Chapter 8 Pearson’s r and linear regression

8.1 Getting started with this chapter

To get started in today’s chapter, open the project that you made in lab 1. If you forgot how to do this, see the instructions in section 2.2.

Now type these two commands into your Console one by one:

install.packages("ggrepel")  
install.packages("modelr")

Now, open a new script file and save it in your scripts folder as “chapter 8 practice.” Copy and paste this onto the page (updating the text so that it is about you):

####################################
# Your name
# 20093 Chapter 8, Practice exercises
# Date started : Date last modified
####################################

#libraries------------------------------------------
library(tidyverse)
library(ggrepel)
library(modelr)
## 
## Attaching package: 'modelr'
## The following object is masked from 'package:mosaic':
## 
##     resample
## The following object is masked from 'package:ggformula':
## 
##     na.warn

Finally, select all the text on this page, run it, and then save it.

8.2 Pearson’s R

What happens when we are interested in the relationship between two interval variables? Up into now, our solution has been to convert those variables into ordinal variables and use chi-squared, Lambda, Cramer’s V, and/or Somers’ D. However, when we do that, we are throwing out information. For example, if we convert an interval measure of respondent’s age into an ordinal variable coded “young”, “middle aged”, and “old”, we are throwing out the distinctions between, for example, 30 and 31-year-olds (assuming that they both fall into our young category) and between 79 and 80-year-olds (assuming that they both fall into our old category).

Pearson’s R is a test that lets us look at the relationship between two interval variables. It produces a statistic that ranges from -1 to 1, with negative numbers indicating a negative relationship and positive numbers indicating a positive relationship. Although, unlike Lambda and Somers’ D, it is not a Proportional Reduction in Error (PRE) statistic, values farther from 0 indicate stronger relationships, and values closer to 0 indicate weaker relationships (with 0 meaning no relationship).
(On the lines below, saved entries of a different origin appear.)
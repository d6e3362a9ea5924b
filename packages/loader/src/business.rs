//! Converts business point features into [`BusinessRecord`]s.

use business_map_business_models::{BusinessRecord, MapType};
use serde_json::{Map, Value};

use crate::LoadError;

/// Parses every feature, skipping (and logging) the ones that cannot be
/// turned into a record.
#[must_use]
pub fn parse_records(features: &[Value]) -> Vec<BusinessRecord> {
    let mut skipped = 0_usize;
    let records: Vec<BusinessRecord> = features
        .iter()
        .enumerate()
        .filter_map(|(position, feature)| match parse_record(feature, position) {
            Ok(record) => Some(record),
            Err(e) => {
                log::debug!("Skipping business feature {position}: {e}");
                skipped += 1;
                None
            }
        })
        .collect();

    if skipped > 0 {
        log::warn!("Skipped {skipped} malformed business features");
    }
    records
}

/// Parses one business feature.
///
/// Code-like properties may be strings or numbers. A feature without an
/// `id` gets its 1-based position.
///
/// # Errors
///
/// Returns [`LoadError::Conversion`] if the feature has no point
/// coordinates or an unknown map type.
pub fn parse_record(feature: &Value, position: usize) -> Result<BusinessRecord, LoadError> {
    let empty = Map::new();
    let props = feature
        .get("properties")
        .and_then(Value::as_object)
        .unwrap_or(&empty);

    let (longitude, latitude) = point(feature).ok_or_else(|| LoadError::Conversion {
        message: "missing or invalid point geometry".to_string(),
    })?;

    let raw_map_type = text(props, "jenis_peta");
    let map_type: MapType = raw_map_type
        .trim()
        .to_lowercase()
        .parse()
        .map_err(|_| LoadError::Conversion {
            message: format!("unknown map type {raw_map_type:?}"),
        })?;

    let id = Some(text(props, "id"))
        .filter(|id| !id.is_empty())
        .unwrap_or_else(|| (position + 1).to_string());

    Ok(BusinessRecord {
        id,
        name: text(props, "nama_usaha"),
        address: text(props, "alamat"),
        map_type,
        category: text(props, "kbli_kategori"),
        category_code: text(props, "kbli_kode"),
        region: text(props, "kabupaten_kota"),
        district: text(props, "kecamatan"),
        sub_district: text(props, "kelurahan_desa"),
        local_unit: text(props, "sls"),
        census_block: text(props, "blok_sensus"),
        latitude,
        longitude,
        data_source: text(props, "sumber_data"),
        phone: Some(text(props, "telepon")).filter(|phone| !phone.is_empty()),
    })
}

/// `[lng, lat]` of a `Point` geometry.
fn point(feature: &Value) -> Option<(f64, f64)> {
    let geometry = feature.get("geometry")?;
    if geometry.get("type").and_then(Value::as_str) != Some("Point") {
        return None;
    }
    let coords = geometry.get("coordinates")?.as_array()?;
    let lng = coords.first()?.as_f64()?;
    let lat = coords.get(1)?.as_f64()?;
    (lng.is_finite() && lat.is_finite()).then_some((lng, lat))
}

/// A property as trimmed text. Numbers are formatted, anything else is
/// empty.
fn text(props: &Map<String, Value>, key: &str) -> String {
    match props.get(key) {
        Some(Value::String(s)) => s.trim().to_string(),
        Some(Value::Number(n)) => n.to_string(),
        _ => String::new(),
    }
}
R makes it very easy to calculate Pearson’s R. You can simply use the command cor.test(). Below, I test the relationship between two variables that I have found in the states2025 dataframe: trumpMargin2024, which is the proportion of a state that voted for Trump in 2024 minus the proportion of that state that voted for Harris in 2024, and reaganMargin1980, which is the proportion of a state that voted for Reagan in 1980 minus the proportion that voted for Carter. My hypothesis is that states that voted for the Republican candidate in 1980 (Reagan) are more likely to have voted for the Republican candidate in 2024 (Trump). In other words, I am hypothesizing that Pearson’s R will be positive. Here is the command:

cor.test(states2025$trumpMargin2024, states2025$reaganMargin1980)
## 
##  Pearson's product-moment correlation
## 
## data:  x and y
## t = 4.6916, df = 49, p-value = 2.208e-05
## alternative hypothesis: true correlation is not equal to 0
## 95 percent confidence interval:
##  0.3321163 0.7216109
## sample estimates:
##       cor 
## 0.5567436

Pearson’s R is a symmetrical test, which means that it produces the same value regardless of which variable you treat as independent or dependent. So, it does not matter which order you enter the variables into a cor.test() command.
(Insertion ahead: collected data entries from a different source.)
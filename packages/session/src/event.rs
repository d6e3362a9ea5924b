//! Inputs to a [`MapSession`](crate::MapSession).

use business_map_boundary_models::BoundaryKey;
use business_map_filter_models::{FilterField, SortKey};
use business_map_viewport_models::{BoundingBox, LatLng};

/// Something the map widget reports.
#[derive(Debug, Clone, PartialEq)]
pub enum MapEvent {
    /// A zoom gesture or animation ended.
    ZoomChanged {
        /// New integer zoom.
        zoom: u8,
        /// New center.
        center: LatLng,
        /// New visible rectangle.
        bounds: BoundingBox,
    },
    /// A pan ended.
    PanChanged {
        /// New center.
        center: LatLng,
        /// New visible rectangle.
        bounds: BoundingBox,
    },
    /// The pointer entered (`Some`) or left (`None`) a boundary.
    FeatureHovered(Option<BoundaryKey>),
    /// A boundary was clicked.
    FeatureSelected(BoundaryKey),
}

/// Something the user did in the controls around the map.
#[derive(Debug, Clone, PartialEq, Eq)]
pub enum UserAction {
    /// Set a filter field from control text.
    SetFilter {
        /// Field being set.
        field: FilterField,
        /// Control text; `"all"` is the wildcard.
        value: String,
    },
    /// Clear all filters, the search text and the record selection.
    ResetFilters,
    /// Replace the search text.
    SetSearch(String),
    /// Click a column header.
    SortBy(SortKey),
    /// Fly to a record and select its location in the filters.
    SelectRecord {
        /// Record ID.
        id: String,
    },
    /// Turn the medium-level override on or off.
    SetForceMedium(bool),
}
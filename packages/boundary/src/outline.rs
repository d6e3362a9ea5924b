//! City outline built from the district collection.

use business_map_boundary_models::BoundaryFeature;
use geo::MultiPolygon;

use crate::geometry::parse_multipolygon;

/// Merges every parseable polygon of `districts` into one
/// [`MultiPolygon`]. No dissolving is done; shared edges stay.
///
/// Returns `None` when no district has usable geometry.
#[must_use]
pub fn city_outline(districts: &[BoundaryFeature]) -> Option<MultiPolygon<f64>> {
    let polygons: Vec<_> = districts
        .iter()
        .filter_map(|f| f.geometry.as_ref().and_then(parse_multipolygon))
        .flat_map(|mp| mp.0)
        .collect();

    if polygons.is_empty() {
        None
    } else {
        Some(MultiPolygon(polygons))
    }
}

/// The outline as a `GeoJSON` geometry object.
#[must_use]
pub fn city_outline_geojson(districts: &[BoundaryFeature]) -> Option<serde_json::Value> {
    let outline = city_outline(districts)?;
    let geometry = geojson::Geometry::new(geojson::Value::from(&outline));
    serde_json::to_value(geometry).ok()
}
Look at R’s Pearson’s R output. R calls this Pearson’s product-moment correlation, which is just another way of saying Pearson’s R. Look at the bottom number of this output: 0.5567436. That number is positive, which is consistent with my hypothesis. It also seems relatively far for zero, although as I noted above, that is more difficult to interpret with Pearson’s R because it is not a Proportional Reduction in Error statistic.
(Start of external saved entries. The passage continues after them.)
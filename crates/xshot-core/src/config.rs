use serde::Deserialize;
use std::path::{Path, PathBuf};
use thiserror::Error;

#[derive(Error, Debug)]
pub enum ConfigError {
    #[error("failed to read config: {0}")]
    Read(#[from] std::io::Error),
    #[error("failed to parse config: {0}")]
    Parse(#[from] toml::de::Error),
}

/// Defaults read from `config.toml`. Command-line flags override them.
#[derive(Debug, Clone, PartialEq, Deserialize)]
pub struct Config {
    #[serde(default)]
    pub format: OutputFormat,
    /// 0 to 100, where 100 is lossless. Out-of-range values are clamped.
    #[serde(default = "default_quality")]
    pub quality: i64,
    /// Directory for generated filenames; the working directory if unset.
    #[serde(default)]
    pub output_dir: Option<PathBuf>,
    #[serde(default)]
    pub freeze: bool,
    #[serde(default)]
    pub delay: i64,
}

#[derive(Debug, Clone, Copy, PartialEq, Eq, Default, Deserialize)]
#[serde(rename_all = "lowercase")]
pub enum OutputFormat {
    #[default]
    Png,
    Webp,
}

impl std::fmt::Display for OutputFormat {
    fn fmt(&self, f: &mut std::fmt::Formatter<'_>) -> std::fmt::Result {
        match self {
            OutputFormat::Png => write!(f, "png"),
            OutputFormat::Webp => write!(f, "webp"),
        }
    }
}

impl OutputFormat {
    pub fn extension(&self) -> &str {
        match self {
            OutputFormat::Png => "png",
            OutputFormat::Webp => "webp",
        }
    }
}

fn default_quality() -> i64 {
    100
}

impl Default for Config {
    fn default() -> Self {
        Self {
            format: OutputFormat::default(),
            quality: default_quality(),
            output_dir: None,
            freeze: false,
            delay: 0,
        }
    }
}

impl Config {
    pub fn config_path() -> PathBuf {
        dirs::config_dir()
            .unwrap_or_else(|| PathBuf::from(".config"))
            .join("xshot")
            .join("config.toml")
    }

    /// Load the user config, or the defaults if there is none.
    pub fn load() -> Result<Self, ConfigError> {
        Self::load_from(&Self::config_path())
    }

    pub fn load_from(path: &Path) -> Result<Self, ConfigError> {
        if !path.exists() {
            return Ok(Self::default());
        }
        let contents = std::fs::read_to_string(path)?;
        let config: Config = toml::from_str(&contents)?;
        log::debug!("loaded config from {}", path.display());
        Ok(config)
    }
}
The p-value noted at the top ofthe output is 2.208e-05, which is R’s shorthand for \(2.208*10^{-5}\), which is another way of saying 0.00002208. That is the probability that we would get a sample like this from a population where there was not correlation between our two variables. Since it is (much) lower than 0.05, we can conclude that this relationship is statistically significant. We can also conclude that by looking at the 95% confidence interval around our estimated Pearson’s R value. R reports a confidence interval of 0.332 to 0.722, which does not include 0. Thus, we are 95% confident that there is a positive correlation between our two variables at the population level.

8.3 The scatterplot

To visualize a relationship between two interval variables, we can generate a scatterplot, one of my favorite graphs to generate. Here is the code that we can use to visualize the relationship between those two variables above. In general, consistent with other graphs you have made, remember to put your independent variable on the x-axis and your dependent variable on the y-axis (as always, you can find a template for this graph in the file “Strausz ggplot2 templates” which is in the “rscripts” folder that was in the zipped filed that you should have downloaded in section 1.3.

ggplot(states2025, aes(x = reaganMargin1980, y = trumpMargin2024)) +
  geom_point(alpha=.3)+     #if you'd rather leave off the dots and just 
                            #include the labels, you can exclude this line
  geom_text_repel(aes(label = state), size=3)+  #if you don’t have data that you want to 
                                                #use to name your dots, leave this line 
                                                #off.
  labs(x = "Reagan's margin in 1980", 
       y = "Trumps's margin in 2024")+
ggtitle("The 1980 and 2024 presidential elections in US States")

The neat thing about scatterplots is that they display the values of all of the cases of the two variables that you are interested in for all of your data. So, looking at this graph, we can see dots representing all 50 states as well as Washington D.C.

We are also able to label our dots. This is something that is possible when you are comparing a relatively small number of units that you are able to identify in a way that makes sense to your readers. Labeling individual dots usually doesn’t make sense with survey data, such as what we find in the ANES dataframe, because there are many thousands of individuals who took that survey, and they took it anonymously (although we might want to color code the dots for additional variables not captured on the X and Y axes).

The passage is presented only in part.